Je secoue frénétiquement la tête en me dirigeant vers la forêt. Je ressens un besoin viscéral de courir pour me vider l'esprit.

J'ai l'impression de renaître en atteignant les bois et je prends de grandes bouffées d'oxygène. Puis je commence aussitôt ma course. Habituellement, je serais passé avant à la maison pour poser mon sac de cours et enfiler un jogging confortable. Aujourd'hui je n'ai pas eu envie de prendre le temps de faire ce détour. Et puis Maman est à la maison, les lundis parce que c'est le jour de fermeture de la bibliothèque où elle va travailler et elle m'aurait demandé pourquoi je n'étais pas en cours de français. Elle a accroché une photocopie de mon emploi du temps sur le frigidaire, alors elle le connaît mieux que moi.

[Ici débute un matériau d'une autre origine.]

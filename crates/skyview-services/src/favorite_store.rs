// crates/skyview-services/src/favorite_store.rs

use rusqlite::{params, Connection};
use skyview_core::{DatabaseError, RusqliteErrorExt};
use std::collections::BTreeMap;
use std::path::Path;

/// Favorites keyed by city name
pub type FavoriteMap = BTreeMap<String, (f64, f64)>;

/// A city the user has saved
#[derive(Debug, Clone, PartialEq)]
pub struct FavoriteCity {
    pub name: String,
    pub latitude: f64,
    pub longitude: f64,
}

impl FavoriteCity {
    pub fn new(name: impl Into<String>, latitude: f64, longitude: f64) -> Self {
        Self {
            name: name.into(),
            latitude,
            longitude,
        }
    }
}

/// Local SQLite storage for favorite cities
pub struct FavoriteStore {
    conn: Connection,
}

impl FavoriteStore {
    /// Open or create the database file.
    ///
    /// The table is not created until `initialize` is called.
    pub fn open(path: &Path) -> Result<Self, DatabaseError> {
        let conn = Connection::open(path).map_err(|e| {
            DatabaseError::ConnectionFailed(format!("{}: {}", path.display(), e))
        })?;
        Ok(Self { conn })
    }

    /// In-memory database (for testing).
    #[cfg(test)]
    pub fn in_memory() -> Result<Self, DatabaseError> {
        let conn = Connection::open_in_memory().map_err(RusqliteErrorExt::into_database_error)?;
        Ok(Self { conn })
    }

    /// Create the favorites table. Safe to call on every startup.
    pub fn initialize(&self) -> Result<(), DatabaseError> {
        self.conn
            .execute_batch(
                "CREATE TABLE IF NOT EXISTS favorites (
                    city TEXT PRIMARY KEY,
                    lat REAL,
                    lon REAL
                );",
            )
            .map_err(RusqliteErrorExt::into_database_error)
    }

    /// Every stored favorite. Empty on a database that was never initialized.
    pub fn load_all(&self) -> Result<FavoriteMap, DatabaseError> {
        if !self.table_exists()? {
            return Ok(FavoriteMap::new());
        }

        let mut stmt = self
            .conn
            .prepare("SELECT city, lat, lon FROM favorites")
            .map_err(RusqliteErrorExt::into_database_error)?;

        let favorites = stmt
            .query_map([], |row| {
                let city: String = row.get(0)?;
                let lat: f64 = row.get(1)?;
                let lon: f64 = row.get(2)?;
                Ok((city, (lat, lon)))
            })
            .map_err(RusqliteErrorExt::into_database_error)?
            .collect::<Result<FavoriteMap, _>>()
            .map_err(RusqliteErrorExt::into_database_error)?;

        Ok(favorites)
    }

    /// Insert or replace the coordinates stored for `name`.
    pub fn upsert(&self, name: &str, lat: f64, lon: f64) -> Result<(), DatabaseError> {
        self.conn
            .execute(
                "INSERT INTO favorites (city, lat, lon)
                 VALUES (?1, ?2, ?3)
                 ON CONFLICT(city) DO UPDATE SET
                    lat = excluded.lat,
                    lon = excluded.lon",
                params![name, lat, lon],
            )
            .map_err(RusqliteErrorExt::into_database_error)?;
        tracing::debug!("Stored favorite {} ({}, {})", name, lat, lon);
        Ok(())
    }

    /// Delete `name` if present.
    pub fn remove(&self, name: &str) -> Result<(), DatabaseError> {
        let removed = self
            .conn
            .execute("DELETE FROM favorites WHERE city = ?1", [name])
            .map_err(RusqliteErrorExt::into_database_error)?;
        if removed == 0 {
            tracing::debug!("Favorite {} was not stored", name);
        }
        Ok(())
    }

    fn table_exists(&self) -> Result<bool, DatabaseError> {
        let count: i32 = self
            .conn
            .query_row(
                "SELECT COUNT(*) FROM sqlite_master WHERE type='table' AND name='favorites'",
                [],
                |row| row.get(0),
            )
            .map_err(RusqliteErrorExt::into_database_error)?;
        Ok(count > 0)
    }
}
//! OpenWeatherMap current-conditions and forecast client.
//!
//! Every failure (transport, status, payload) collapses to `None` after being
//! logged; callers show "data unavailable" instead of propagating an error.

use std::time::Duration;

use chrono::NaiveDateTime;
use reqwest::Client;
use serde::de::DeserializeOwned;
use serde::Deserialize;
use skyview_core::{NetworkError, ReqwestErrorExt, WeatherConfig};
use tracing::instrument;

use crate::types::{CurrentConditions, ForecastEntry, FORECAST_TIME_FORMAT};

#[derive(Debug, Deserialize)]
struct ApiCurrent {
    name: String,
    sys: ApiSys,
    weather: Vec<ApiCondition>,
    main: ApiMain,
    wind: ApiWind,
}

#[derive(Debug, Deserialize)]
struct ApiSys {
    #[serde(default)]
    country: String,
}

#[derive(Debug, Deserialize)]
struct ApiCondition {
    description: String,
    icon: String,
}

#[derive(Debug, Deserialize)]
struct ApiMain {
    temp: f64,
    pressure: Option<f64>,
    humidity: u8,
}

#[derive(Debug, Deserialize)]
struct ApiWind {
    speed: f64,
    deg: Option<f64>,
}

#[derive(Debug, Deserialize)]
struct ApiForecast {
    list: Vec<ApiForecastItem>,
}

#[derive(Debug, Deserialize)]
struct ApiForecastItem {
    dt_txt: String,
    weather: Vec<ApiCondition>,
    main: ApiMain,
    wind: ApiWind,
    visibility: Option<u32>,
    #[serde(default)]
    pop: f64,
}

impl TryFrom<ApiCurrent> for CurrentConditions {
    type Error = NetworkError;

    fn try_from(api: ApiCurrent) -> Result<Self, Self::Error> {
        let condition = api
            .weather
            .into_iter()
            .next()
            .ok_or_else(|| NetworkError::InvalidResponse("missing weather[0]".to_string()))?;
        let pressure_hpa = api
            .main
            .pressure
            .ok_or_else(|| NetworkError::InvalidResponse("missing main.pressure".to_string()))?;

        Ok(Self {
            city_name: api.name,
            country: api.sys.country,
            description: condition.description,
            icon: condition.icon,
            temperature: api.main.temp,
            pressure_hpa,
            humidity: api.main.humidity,
            wind_speed: api.wind.speed,
            wind_deg: api.wind.deg,
        })
    }
}

impl TryFrom<ApiForecastItem> for ForecastEntry {
    type Error = NetworkError;

    fn try_from(api: ApiForecastItem) -> Result<Self, Self::Error> {
        let timestamp = NaiveDateTime::parse_from_str(&api.dt_txt, FORECAST_TIME_FORMAT)
            .map_err(|e| NetworkError::InvalidResponse(format!("bad dt_txt {:?}: {}", api.dt_txt, e)))?;
        let condition = api
            .weather
            .into_iter()
            .next()
            .ok_or_else(|| NetworkError::InvalidResponse("missing weather[0]".to_string()))?;

        Ok(Self {
            timestamp,
            description: condition.description,
            icon: condition.icon,
            temperature: api.main.temp,
            pressure_hpa: api.main.pressure,
            humidity: api.main.humidity,
            wind_speed: api.wind.speed,
            wind_deg: api.wind.deg,
            visibility: api.visibility,
            pop: api.pop,
        })
    }
}

/// Weather API client
#[derive(Debug, Clone)]
pub struct WeatherProvider {
    client: Client,
    base_url: String,
    api_key: String,
    lang: String,
}

impl WeatherProvider {
    pub fn new(config: &WeatherConfig) -> Result<Self, NetworkError> {
        let client = Client::builder()
            .timeout(Duration::from_secs(config.timeout_secs))
            .build()
            .map_err(ReqwestErrorExt::into_network_error)?;

        let api_key = config.resolved_api_key().unwrap_or_default();
        if api_key.is_empty() {
            tracing::warn!("Weather API key is not set; requests will be rejected");
        }

        Ok(Self {
            client,
            base_url: config.api_base_url.trim_end_matches('/').to_string(),
            api_key,
            lang: config.lang.clone(),
        })
    }

    /// Current conditions at a coordinate, or `None` if unavailable.
    #[instrument(skip(self), level = "info")]
    pub async fn fetch_current(&self, lat: f64, lon: f64) -> Option<CurrentConditions> {
        let result = self
            .get_json::<ApiCurrent>("weather", lat, lon)
            .await
            .and_then(CurrentConditions::try_from);

        match result {
            Ok(current) => Some(current),
            Err(e) => {
                tracing::warn!("Current weather unavailable for ({}, {}): {}", lat, lon, e);
                None
            }
        }
    }

    /// Forecast entries at a coordinate, or `None` if unavailable.
    ///
    /// A single malformed entry makes the whole forecast unavailable.
    #[instrument(skip(self), level = "info")]
    pub async fn fetch_forecast(&self, lat: f64, lon: f64) -> Option<Vec<ForecastEntry>> {
        let result = self
            .get_json::<ApiForecast>("forecast", lat, lon)
            .await
            .and_then(|forecast| {
                forecast
                    .list
                    .into_iter()
                    .map(ForecastEntry::try_from)
                    .collect::<Result<Vec<_>, _>>()
            });

        match result {
            Ok(entries) => {
                tracing::debug!("Fetched {} forecast entries", entries.len());
                Some(entries)
            }
            Err(e) => {
                tracing::warn!("Forecast unavailable for ({}, {}): {}", lat, lon, e);
                None
            }
        }
    }

    async fn get_json<T: DeserializeOwned>(
        &self,
        endpoint: &str,
        lat: f64,
        lon: f64,
    ) -> Result<T, NetworkError> {
        let url = format!("{}/{}", self.base_url, endpoint);
        let lat = lat.to_string();
        let lon = lon.to_string();

        let response = self
            .client
            .get(&url)
            .query(&[
                ("lat", lat.as_str()),
                ("lon", lon.as_str()),
                ("appid", self.api_key.as_str()),
                ("units", "metric"),
                ("lang", self.lang.as_str()),
            ])
            .send()
            .await
            .map_err(ReqwestErrorExt::into_network_error)?;

        let status = response.status();
        if !status.is_success() {
            let message = response.text().await.unwrap_or_default();
            return Err(NetworkError::ServerError {
                status: status.as_u16(),
                message,
            });
        }

        response
            .json::<T>()
            .await
            .map_err(|e| NetworkError::InvalidResponse(e.to_string()))
    }
}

La forêt est magnifique, cet après-midi. Les nuages ont fini par s'estomper. Un mince rayon de soleil fait briller les feuilles vertes toutes neuves des châtaigniers. Cela ne suffit pas à me calmer complètement. Penser à ce Martin me rend fou. Je me remémore en frissonnant la phrase qu'il m'a sortie : "Je désire que tu passes le reste de ton existence à mes côtés". Une vraie réplique de psychopathe ! On a l'impression, en l'entendant, qu'il va me kidnapper et m'enchaîner nu à un mur dans une cave obscure.

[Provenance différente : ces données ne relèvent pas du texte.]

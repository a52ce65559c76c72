pub mod app;
pub mod config;
pub mod error;
pub mod theme;

pub use app::App;
pub use config::{
    Config, GeocodingConfig, StorageConfig, UiConfig, ValidationResult, WeatherConfig,
};
pub use error::{
    AppError, ConfigError, DatabaseError, NetworkError, ReqwestErrorExt, RusqliteErrorExt,
    ValidationError, WeatherError,
};
pub use theme::{Palette, ThemeName};

use anyhow::Result;

/// Initialize logging for the application.
///
/// Log output goes to stderr so command output on stdout stays clean.
pub fn init() -> Result<()> {
    tracing_subscriber::fmt()
        .with_env_filter(
            tracing_subscriber::EnvFilter::try_from_default_env()
                .unwrap_or_else(|_| tracing_subscriber::EnvFilter::new("info")),
        )
        .with_writer(std::io::stderr)
        .try_init()
        .map_err(|e| anyhow::anyhow!("Failed to initialize logging: {}", e))?;

    tracing::debug!("SkyView core initialized");
    Ok(())
}
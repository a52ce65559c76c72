//! Light/dark color themes.

use serde::{Deserialize, Serialize};

/// Theme preference stored in the `[ui]` config section.
#[derive(Debug, Clone, Copy, PartialEq, Eq, Serialize, Deserialize, Default)]
#[serde(rename_all = "lowercase")]
pub enum ThemeName {
    #[default]
    Light,
    Dark,
}

impl ThemeName {
    /// The other theme.
    pub fn toggled(self) -> Self {
        match self {
            Self::Light => Self::Dark,
            Self::Dark => Self::Light,
        }
    }

    pub fn palette(self) -> Palette {
        match self {
            Self::Light => Palette::LIGHT,
            Self::Dark => Palette::DARK,
        }
    }

    pub fn as_str(self) -> &'static str {
        match self {
            Self::Light => "light",
            Self::Dark => "dark",
        }
    }
}

impl std::fmt::Display for ThemeName {
    fn fmt(&self, f: &mut std::fmt::Formatter<'_>) -> std::fmt::Result {
        f.write_str(self.as_str())
    }
}

/// Colors applied to each visible element when it is built.
#[derive(Debug, Clone, Copy, PartialEq, Eq)]
pub struct Palette {
    pub background: &'static str,
    pub foreground: &'static str,
    pub entry_background: &'static str,
    pub button_background: &'static str,
}

impl Palette {
    pub const LIGHT: Palette = Palette {
        background: "#d0e7f9",
        foreground: "black",
        entry_background: "white",
        button_background: "#e6f2ff",
    };

    pub const DARK: Palette = Palette {
        background: "#222222",
        foreground: "white",
        entry_background: "#555555",
        button_background: "#444444",
    };
}
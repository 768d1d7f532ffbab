use anyhow::{Context, Result};
use serde::Deserialize;
use std::fs;
use std::path::Path;

#[derive(Debug, Clone, Deserialize, Default)]
pub struct Config {
    #[serde(default)]
    pub gamma: GammaConfig,
    #[serde(default)]
    pub alerts: AlertConfig,
}

#[derive(Debug, Clone, Deserialize)]
pub struct GammaConfig {
    #[serde(default = "default_gamma_url")]
    pub base_url: String,
    #[serde(default = "default_page_size")]
    pub page_size: usize,
    #[serde(default = "default_max_pages")]
    pub max_pages: usize,
    #[serde(default = "default_max_retries")]
    pub max_retries: u32,
    #[serde(default = "default_retry_backoff_ms")]
    pub retry_backoff_ms: u64,
    #[serde(default = "default_request_timeout")]
    pub request_timeout_secs: u64,
}

/// Thresholds for the heartbeat digest. Passed explicitly to the alerting
/// code; the scan itself has no tunables.
#[derive(Debug, Clone, Deserialize)]
pub struct AlertConfig {
    /// Percentage points.
    #[serde(default = "default_min_edge")]
    pub min_edge: f64,
    #[serde(default)]
    pub min_volume: f64,
    #[serde(default = "default_max_alerts")]
    pub max_alerts: usize,
    #[serde(default = "default_session_label")]
    pub session_label: String,
}

fn default_gamma_url() -> String { "https://gamma-api.polymarket.com".to_string() }
fn default_page_size() -> usize { 100 }
fn default_max_pages() -> usize { 50 }
fn default_max_retries() -> u32 { 3 }
fn default_retry_backoff_ms() -> u64 { 500 }
fn default_request_timeout() -> u64 { 15 }
fn default_min_edge() -> f64 { 3.0 }
fn default_max_alerts() -> usize { 5 }
fn default_session_label() -> String { "scan".to_string() }

impl Default for GammaConfig {
    fn default() -> Self {
        Self {
            base_url: default_gamma_url(),
            page_size: default_page_size(),
            max_pages: default_max_pages(),
            max_retries: default_max_retries(),
            retry_backoff_ms: default_retry_backoff_ms(),
            request_timeout_secs: default_request_timeout(),
        }
    }
}

impl Default for AlertConfig {
    fn default() -> Self {
        Self {
            min_edge: default_min_edge(),
            min_volume: 0.0,
            max_alerts: default_max_alerts(),
            session_label: default_session_label(),
        }
    }
}

#[derive(Debug, Clone)]
pub struct EnvConfig {
    pub polymarket_gamma_url: Option<String>,
}

impl Config {
    pub fn load(path: &str) -> Result<Self> {
        let contents = fs::read_to_string(path)
            .with_context(|| format!("Failed to read config file: {}", path))?;

        Self::parse(&contents).with_context(|| format!("Failed to parse config file: {}", path))
    }

    /// Like [`Config::load`], but a missing file means defaults.
    pub fn load_or_default(path: &str) -> Result<Self> {
        if Path::new(path).exists() {
            Self::load(path)
        } else {
            tracing::info!("No config file at {}, using defaults", path);
            Ok(Self::default())
        }
    }

    pub fn parse(contents: &str) -> Result<Self> {
        let config: Config = toml::from_str(contents)?;
        Ok(config)
    }

    pub fn apply_env(&mut self, env: &EnvConfig) {
        if let Some(url) = &env.polymarket_gamma_url {
            self.gamma.base_url = url.clone();
        }
    }
}

impl EnvConfig {
    pub fn load() -> Self {
        dotenv::dotenv().ok();

        Self {
            polymarket_gamma_url: std::env::var("POLYMARKET_GAMMA_URL").ok(),
        }
    }
}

Je me sens rougir à cette idée. Je secoue à nouveau la tête en continuant à courir. Ma mère a raison, j'ai peut-être un peu trop d'imagination. Je l'espère, du moins.

J'avance rapidement à grandes foulées. Il ne pleut plus, mais le sentier en terre battue s'est transformé en champ de boue. Je patauge dans la gadoue et mes chaussures et mon jeans sont bientôt couverts de taches brunâtres. Les lanières de mon sac à dos me font mal. Mes livres de cours sont lourds à porter. Mes poumons vont finir par exploser sous l'effort. Mais je ne veux pas m'arrêter. Je voudrais presque courir jusqu'à ce que mort s'ensuive. Au moins, cela réglerait tous mes problèmes.

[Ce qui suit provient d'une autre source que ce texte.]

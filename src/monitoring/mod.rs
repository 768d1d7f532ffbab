pub mod heartbeat;
pub mod report;
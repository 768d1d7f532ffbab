pub mod consistency;
pub mod types;
use rust_decimal::Decimal;
use serde::Deserialize;
use std::str::FromStr;

/// One row of a market listing snapshot.
#[derive(Debug, Clone, Deserialize)]
#[serde(rename_all = "camelCase")]
pub struct Market {
    pub question: String,
    /// Raw `[YES, NO]` price pair exactly as the listing returns it.
    pub outcome_prices: String,
    #[serde(default, rename = "volume24hr")]
    pub volume_24hr: f64,
    #[serde(default)]
    pub slug: String,
}

#[derive(Debug, Clone, PartialEq, Eq, thiserror::Error)]
pub enum PriceError {
    #[error("missing outcome prices")]
    Missing,

    #[error("unparseable outcome prices: {0}")]
    Unparseable(String),

    #[error("expected 2 outcome prices, got {0}")]
    WrongArity(usize),

    #[error("outcome price out of range: {0}")]
    OutOfRange(String),
}

impl Market {
    #[cfg(test)]
    pub fn new(question: &str, yes: &str, no: &str, volume_24hr: f64, slug: &str) -> Self {
        Self {
            question: question.to_string(),
            outcome_prices: format!("[\"{}\", \"{}\"]", yes, no),
            volume_24hr,
            slug: slug.to_string(),
        }
    }

    /// Parse the `[YES, NO]` pair.
    ///
    /// Accepts a JSON array of decimal strings (the listing's usual shape)
    /// or a JSON array of numbers. Both values must lie in [0, 1].
    pub fn parse_outcome_prices(&self) -> Result<(Decimal, Decimal), PriceError> {
        let raw = self.outcome_prices.trim();
        if raw.is_empty() {
            return Err(PriceError::Missing);
        }

        let values: Vec<serde_json::Value> = serde_json::from_str(raw)
            .map_err(|_| PriceError::Unparseable(raw.to_string()))?;

        if values.len() != 2 {
            return Err(PriceError::WrongArity(values.len()));
        }

        let yes = parse_price(&values[0])?;
        let no = parse_price(&values[1])?;
        Ok((yes, no))
    }

    pub fn yes_price(&self) -> Result<Decimal, PriceError> {
        self.parse_outcome_prices().map(|(yes, _)| yes)
    }
}

fn parse_price(value: &serde_json::Value) -> Result<Decimal, PriceError> {
    let text = match value {
        serde_json::Value::String(s) => s.trim().to_string(),
        serde_json::Value::Number(n) => n.to_string(),
        other => return Err(PriceError::Unparseable(other.to_string())),
    };

    let price = Decimal::from_str(&text)
        .or_else(|_| Decimal::from_scientific(&text))
        .map_err(|_| PriceError::Unparseable(text.clone()))?;

    if price < Decimal::ZERO || price > Decimal::ONE {
        return Err(PriceError::OutOfRange(text));
    }

    Ok(price)
}

#[cfg(test)]
mod tests {
    use super::*;
    use rust_decimal_macros::dec;

    fn with_prices(raw: &str) -> Market {
        Market {
            question: "Will it rain?".to_string(),
            outcome_prices: raw.to_string(),
            volume_24hr: 0.0,
            slug: "rain".to_string(),
        }
    }

    #[test]
    fn test_parse_string_prices() {
        let market = with_prices("[\"0.35\", \"0.65\"]");
        assert_eq!(market.parse_outcome_prices(), Ok((dec!(0.35), dec!(0.65))));
        assert_eq!(market.yes_price(), Ok(dec!(0.35)));
    }

    #[test]
    fn test_parse_numeric_prices() {
        let market = with_prices("[0.4, 0.6]");
        assert_eq!(market.parse_outcome_prices(), Ok((dec!(0.4), dec!(0.6))));
    }

    #[test]
    fn test_malformed_prices() {
        assert_eq!(with_prices("").parse_outcome_prices(), Err(PriceError::Missing));
        assert!(matches!(
            with_prices("not json").parse_outcome_prices(),
            Err(PriceError::Unparseable(_))
        ));
        assert!(matches!(
            with_prices("[\"abc\", \"0.5\"]").parse_outcome_prices(),
            Err(PriceError::Unparseable(_))
        ));
        assert_eq!(
            with_prices("[\"0.2\", \"0.3\", \"0.5\"]").parse_outcome_prices(),
            Err(PriceError::WrongArity(3))
        );
        assert!(matches!(
            with_prices("[\"1.5\", \"-0.5\"]").parse_outcome_prices(),
            Err(PriceError::OutOfRange(_))
        ));
    }

    #[test]
    fn test_deserialize_listing_row() {
        let json = r#"{
            "question": "Will BTC hit $150k?",
            "outcomePrices": "[\"0.12\", \"0.88\"]",
            "volume24hr": 15234.5,
            "slug": "btc-150k"
        }"#;
        let market: Market = serde_json::from_str(json).unwrap();
        assert_eq!(market.slug, "btc-150k");
        assert!((market.volume_24hr - 15234.5).abs() < 1e-9);
        assert_eq!(market.yes_price(), Ok(dec!(0.12)));
    }

    #[test]
    fn test_missing_volume_defaults_to_zero() {
        let json = r#"{"question": "Q?", "outcomePrices": "[\"0.5\", \"0.5\"]"}"#;
        let market: Market = serde_json::from_str(json).unwrap();
        assert_eq!(market.volume_24hr, 0.0);
        assert_eq!(market.slug, "");
    }
}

Je m'enfonce toujours plus profondément dans la forêt. Elle semble s'étendre à l'infini. Je traverse une rivière assez étroite sur un petit pont en bois qui craque sous mes pas. Je ne savais pas qu'un cours d'eau passait par là. Il serpente au milieu des arbres. Quand j'aurai trouvé un moyen de me faire oublier du pervers, je reviendrai peut-être ici pour me promener. Les berges semblent magnifiques.

Je sursaute en entendant soudain des hurlements. Je m'arrête net, effrayé. Une chose est certaine : ces sons ne proviennent pas d'humains. On dirait... on dirait des bruits de chiens qui se battraient. Ils sont tout proches, quelque part droit devant moi.

J'avance de quelques pas jusqu'à me retrouver à l'entrée d'une petite clairière. Deux bêtes à quatre pattes se trouvent bien en son centre. Sauf que ce ne sont pas des chiens. Non. Les deux animaux que j'ai sous les yeux sont des loups. Des loups d'une taille gigantesque qui se tournent autour en grognant férocement. L'un est noir de la tête au bout des pattes. L'autre est d'une couleur plus claire qui me rappelle bizarrement quelque chose.

J'essaie de reculer tout doucement, pour ne pas me faire remarquer, mais je marche sur une petite branche qui craque avec un grand bruit. Les deux bêtes arrêtent aussitôt leur combat et tournent vers moi leurs yeux luisants. Le noir se dirigent lentement vers moi en grondant férocement, les dents retroussées.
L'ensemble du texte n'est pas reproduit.